Dan Loeb Blasts Yahoo After It Rejected His Board Nominees $YHOO

Hedge Fund News: Dan Loeb, Phil Falcone, CitigroupHedge fund manager Dan Loeb has almost 6% of his fund Third Point invested in Yahoo (YHOO). He initiated the position during the third quarter. Since then, Loeb has been very vocal about trying to turn Yahoo around. He called for the resignations of founder Jerry Yang and Board Chairman Roy Bostock as a concerned shareholder and succeeded. Yang left the company in January while Bostock is slated to resign in April after the annual shareholders’ meeting along with few other board members.

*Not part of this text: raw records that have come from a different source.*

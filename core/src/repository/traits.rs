use anyhow::Result;

use crate::model::advisor::{AdvisorPerformance, AdvisorRevenueRecord};
use crate::model::complaint::{ComplaintRecord, PsfComplaintCounts};
use crate::model::csi::YearlyKpiDataset;
use crate::model::dataset::PartialPeriod;
use crate::model::metrics::YearlyMetricSet;
use crate::model::month::Month;

/// Read-only source of dashboard records. Lookups for unknown years return
/// empty results rather than errors.
pub trait RecordStore {
    fn metric_years(&self) -> Result<Vec<i32>>;
    fn yearly_metrics(&self, year: i32) -> Result<YearlyMetricSet>;
    /// All months of `year` when `month` is `None`.
    fn advisor_records(&self, year: i32, month: Option<Month>) -> Result<Vec<AdvisorRevenueRecord>>;
    fn advisor_performance(&self) -> Result<Vec<AdvisorPerformance>>;
    fn complaints(&self) -> Result<Vec<ComplaintRecord>>;
    fn psf_complaints(&self) -> Result<Vec<PsfComplaintCounts>>;
    fn kpi_dataset(&self, year: i32) -> Result<Option<YearlyKpiDataset>>;
    fn partial_period(&self) -> Result<Option<PartialPeriod>>;
}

These changes obviously left some vacancies on Yahoo’s board – and purged the board of any who had rejected Microsoft (MSFT)’s $45 billion buyout offer for Yahoo in 2008. Loeb, who is the largest shareholder outside the firm, recently nominated himself and and three others to the board – Maeva Group CEO Harry Wilson, former MTV Networks President Michael Wolf and former NBC Universal CEO Jeff Zucker. In a letter defending his candidates and chastising Yahoo for not giving those candidates appropriate consideration, Loeb said that his intention was to “ensure Yahoo! maintains its place as a premier internet company by forcefully addressing the immediate strategic and operational challenges it faces.” Loeb continued by saying, “With such a reconstituted Board in place, a powerful strategic planning committee would promptly but thoughtfully map out a plan to take full advantage of the Company’s valuable assets and stop its painful decay.”

On Sunday, Yahoo named three new directors – John D. Hayes, an executive at credit card company American Express (AXP); Peter Liguori, a former chief operating officer of Discovery Communications (DISCA); and Thomas J. McInerney, outgoing chief financial officer of Internet company IAC/InterActiveCorp (IACI) – and said that Loeb nominee Harry Wilson could be an acceptable option and that it would consider a second, “mutually acceptable” candidate. According to the Wall Street Journal, the company defended itself by saying that the candidates it selected were “more qualified” than Loeb.

In response, “Loeb wrote that Yahoo has informed him he would be ‘conflicted’ as a director due to the 5.8% stake that his firm, Third Point LLC, has acquired in the company–which could lead Loeb to seek a ‘short term’ solution to Yahoo’s difficulties.”

“Only in an illogical Alice-in-Wonderland world would a shareholder be deemed to be conflicted from representing the interests of other shareholders because he is, well, a shareholder too,” wrote Loeb. “This sentiment further confirms that Yahoo’s approach to Board representation is shareholders not welcome.” Loeb continued by expressing that his fund’s efforts to obtain four board seats was by no means an attempt to control the board. “Any individual voice in the room would be only one of 11 or 12,” he wrote. “If one director has too ‘short-term’ an approach for other members, a healthy debate will ensue and all directors as a group will decide the issue in a fully informed and deliberative manner.”